Now, the broader public truly stands to benefit.
“The restatement is a critical tool from a practitioner’s perspective,” says David Shevlin, a partner at Simpson Thacher & Bartlett in New York, who heads the firm’s exempt organizations practice. A leading lawyer in the field, Shevlin participated in the symposium at UCLA Law and relies on the Restatement of Charitable Nonprofits as an invaluable resource in his practice.
“The restatement covers the life cycle of fundamental legal issues for nonprofits, from issues regarding formation to ongoing governance, and then fundamental changes,” Shevlin says. “To have a tool that so comprehensively addresses these issues is extremely useful as we navigate an ever-evolving legal landscape for nonprofits.”
Recognition for the vast impact of Horwitz and her colleagues’ accomplishment has come in from elsewhere across the upper reaches of the legal academy and legal practice.
Martha Minow is the 300th Anniversary Professor at Harvard Law School, where she served as dean for eight years. Her many wide-ranging areas of expertise include nonprofit organizations.
“Charitable nonprofit organizations touch all of our lives – across health care education, social services, arts, religious and civic activities, and the relevant laws span trusts, property, corporate law, as well as state and federal constitutional and tax laws,” Minow says. “Making sense of it all is vital for the organizations themselves and for government and private lawyers – and Jill Horwitz and colleagues have distilled these varied sources into a pioneering, accessible and clarifying restatement that is already strengthening the work across this sector – reaching 10% of the American workforce – and involving more than $2.6 trillion annual revenues.”

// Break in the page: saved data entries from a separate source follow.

//! Settings loading for searchsync.
//!
//! Layered config: defaults -> config file -> env vars -> CLI flags.
//! The default config file lives at ~/.config/searchsync/config.toml.

use std::path::PathBuf;

use config::{Config, Environment, File};
use directories::ProjectDirs;
use serde::{Deserialize, Serialize};

use crate::error::ConfigError;
use crate::index::{load_index_definitions, IndexDefinitions};

/// Runtime settings for the indexing pipeline.
#[derive(Debug, Clone, Serialize, Deserialize)]
pub struct Settings {
    /// Global indexing switch; when false no document is considered indexable
    #[serde(default = "default_true")]
    pub enabled: bool,

    /// Documents per chunk
    #[serde(default = "default_batch_size")]
    pub batch_size: usize,

    /// Run jobs inline instead of handing them to the queue
    #[serde(default)]
    pub use_sync_jobs: bool,

    /// Prepend crawled page content as a `page_content` field
    #[serde(default)]
    pub crawl_page_content: bool,

    /// Keep markup in crawled page content
    #[serde(default)]
    pub include_page_html: bool,

    /// Environment prefix applied to backend index names
    #[serde(default)]
    pub index_variant: Option<String>,

    /// Wire field holding the document identifier
    #[serde(default = "default_id_field")]
    pub id_field: String,

    /// Wire field holding the source class discriminator
    #[serde(default = "default_source_class_field")]
    pub source_class_field: String,

    /// Maximum serialized document size in bytes (0 = unlimited)
    #[serde(default)]
    pub max_document_size: usize,

    /// Compute dependent documents for changed records
    #[serde(default = "default_true")]
    pub auto_dependency_tracking: bool,

    /// Fail a run whose dependency recursion goes deeper than this
    #[serde(default)]
    pub max_dependency_depth: Option<usize>,

    /// Skip documents already processed earlier in the same run
    #[serde(default)]
    pub dependency_cycle_guard: bool,

    /// Reject user fields that collide with id/meta/discriminator fields
    #[serde(default = "default_true")]
    pub reject_reserved_field_collisions: bool,

    /// Attempts per queued job step before the job is marked failed
    #[serde(default = "default_job_max_attempts")]
    pub job_max_attempts: u32,

    /// Queue worker poll interval
    #[serde(default = "default_poll_interval")]
    pub worker_poll_interval_ms: u64,

    /// Log level (trace, debug, info, warn, error)
    #[serde(default = "default_log_level")]
    pub log_level: String,

    /// TOML file with index definitions
    #[serde(default)]
    pub indexes_file: Option<String>,
}

fn default_true() -> bool {
    true
}

fn default_batch_size() -> usize {
    100
}

fn default_id_field() -> String {
    "id".to_string()
}

fn default_source_class_field() -> String {
    "source_class".to_string()
}

fn default_job_max_attempts() -> u32 {
    3
}

fn default_poll_interval() -> u64 {
    1000
}

fn default_log_level() -> String {
    "info".to_string()
}

impl Default for Settings {
    fn default() -> Self {
        Self {
            enabled: true,
            batch_size: default_batch_size(),
            use_sync_jobs: false,
            crawl_page_content: false,
            include_page_html: false,
            index_variant: None,
            id_field: default_id_field(),
            source_class_field: default_source_class_field(),
            max_document_size: 0,
            auto_dependency_tracking: true,
            max_dependency_depth: None,
            dependency_cycle_guard: false,
            reject_reserved_field_collisions: true,
            job_max_attempts: default_job_max_attempts(),
            worker_poll_interval_ms: default_poll_interval(),
            log_level: default_log_level(),
            indexes_file: None,
        }
    }
}

impl Settings {
    /// Load settings with layered precedence:
    /// 1. Built-in defaults
    /// 2. Config file (~/.config/searchsync/config.toml)
    /// 3. CLI-specified config file (optional)
    /// 4. Environment variables (SEARCHSYNC_*)
    ///
    /// CLI flags should be applied by the caller after this returns.
    pub fn load(cli_config_path: Option<&str>) -> Result<Self, ConfigError> {
        let config_dir = ProjectDirs::from("", "", "searchsync")
            .map(|p| p.config_dir().to_path_buf())
            .unwrap_or_else(|| PathBuf::from("."));

        let default_config_path = config_dir.join("config");

        let mut builder = Config::builder()
            .set_default("batch_size", default_batch_size() as i64)
            .map_err(|e| ConfigError::Load(e.to_string()))?
            .set_default("id_field", default_id_field())
            .map_err(|e| ConfigError::Load(e.to_string()))?
            .set_default("source_class_field", default_source_class_field())
            .map_err(|e| ConfigError::Load(e.to_string()))?
            .set_default("log_level", default_log_level())
            .map_err(|e| ConfigError::Load(e.to_string()))?
            .add_source(File::with_name(&default_config_path.to_string_lossy()).required(false));

        if let Some(path) = cli_config_path {
            builder = builder.add_source(File::with_name(path).required(true));
        }

        // SEARCHSYNC_BATCH_SIZE, SEARCHSYNC_USE_SYNC_JOBS, ...
        builder = builder.add_source(
            Environment::with_prefix("SEARCHSYNC")
                .prefix_separator("_")
                .try_parsing(true),
        );

        let settings: Settings = builder
            .build()
            .map_err(|e| ConfigError::Load(e.to_string()))?
            .try_deserialize()
            .map_err(|e| ConfigError::Load(e.to_string()))?;

        settings.validate()?;
        Ok(settings)
    }

    /// Validate value ranges.
    pub fn validate(&self) -> Result<(), ConfigError> {
        if self.batch_size == 0 {
            return Err(ConfigError::Load("batch_size must be > 0".to_string()));
        }
        if self.job_max_attempts == 0 {
            return Err(ConfigError::Load("job_max_attempts must be > 0".to_string()));
        }
        if self.id_field == self.source_class_field {
            return Err(ConfigError::Load(
                "id_field and source_class_field must differ".to_string(),
            ));
        }
        Ok(())
    }

    /// Load the index definitions referenced by `indexes_file`.
    ///
    /// Returns an empty set when no file is configured.
    pub fn index_definitions(&self) -> Result<IndexDefinitions, ConfigError> {
        match &self.indexes_file {
            Some(path) => load_index_definitions(path),
            None => Ok(IndexDefinitions::new()),
        }
    }

    /// Backend name for a logical index, with the environment prefix applied.
    pub fn environment_index_name(&self, index: &str) -> String {
        match self.index_variant.as_deref() {
            Some(variant) if !variant.is_empty() => format!("{}-{}", variant, index),
            _ => index.to_string(),
        }
    }
}

#[cfg(test)]
mod tests {
    use super::*;
    use std::io::Write;

    #[test]
    fn test_default_settings() {
        let settings = Settings::default();
        assert!(settings.enabled);
        assert_eq!(settings.batch_size, 100);
        assert_eq!(settings.id_field, "id");
        assert_eq!(settings.source_class_field, "source_class");
        assert!(settings.auto_dependency_tracking);
        assert!(settings.max_dependency_depth.is_none());
        assert!(!settings.dependency_cycle_guard);
        assert!(settings.reject_reserved_field_collisions);
        assert!(settings.validate().is_ok());
    }

    #[test]
    fn test_load_from_file() {
        let mut file = tempfile::Builder::new().suffix(".toml").tempfile().unwrap();
        writeln!(file, "batch_size = 25").unwrap();
        writeln!(file, "use_sync_jobs = true").unwrap();
        writeln!(file, "index_variant = \"staging\"").unwrap();

        let settings = Settings::load(Some(&file.path().to_string_lossy())).unwrap();
        assert_eq!(settings.batch_size, 25);
        assert!(settings.use_sync_jobs);
        assert_eq!(settings.index_variant.as_deref(), Some("staging"));
        assert_eq!(settings.id_field, "id");
    }

    #[test]
    fn test_load_rejects_zero_batch_size() {
        let mut file = tempfile::Builder::new().suffix(".toml").tempfile().unwrap();
        writeln!(file, "batch_size = 0").unwrap();

        let err = Settings::load(Some(&file.path().to_string_lossy())).unwrap_err();
        assert!(err.to_string().contains("batch_size"));
    }

    #[test]
    fn test_environment_index_name() {
        let mut settings = Settings::default();
        assert_eq!(settings.environment_index_name("main"), "main");

        settings.index_variant = Some("prod".to_string());
        assert_eq!(settings.environment_index_name("main"), "prod-main");

        settings.index_variant = Some(String::new());
        assert_eq!(settings.environment_index_name("main"), "main");
    }

    #[test]
    fn test_index_definitions_without_file() {
        let settings = Settings::default();
        assert!(settings.index_definitions().unwrap().is_empty());
    }
}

Terri Cammarano is the senior vice president of legal affairs and general counsel of Cedars-Sinai, which ranks among the largest healthcare nonprofit organizations in Los Angeles and the country. She also participated in the symposium at UCLA Law and fully agrees about the restatement’s innovation and impact.
“The legal principles that govern charitable organizations and gifts are vast, siloed and not always intuitive,” Cammarano says. “The restatement is the first time nonprofit charitable law beyond tax-exemption has been gathered, synthesized and organized into a single source. It should be the first stop on any research journey involving philanthropy and nonprofit governance and management – it would be inefficient, frustrating (and, dare I say, malpractice?) to advise a charity without the restatement at hand.”
It was an undertaking, all concur, for which Horwitz – who won the ABA’s Outstanding Nonprofit Lawyer Award earlier this year, for her immense contributions to the field – is uniquely suited.
“Every lawyer who represents nonprofits and who sits on the board of a nonprofit has this volume on their desks,” Ramo marvels. “State attorney generals, who in the main oversee nonprofits in the states, look to it for the law. Judges look to it as the many issues facing charitable nonprofits make their way through litigation. Professor Horwitz is the nationally recognized thought leader in this area of the law.”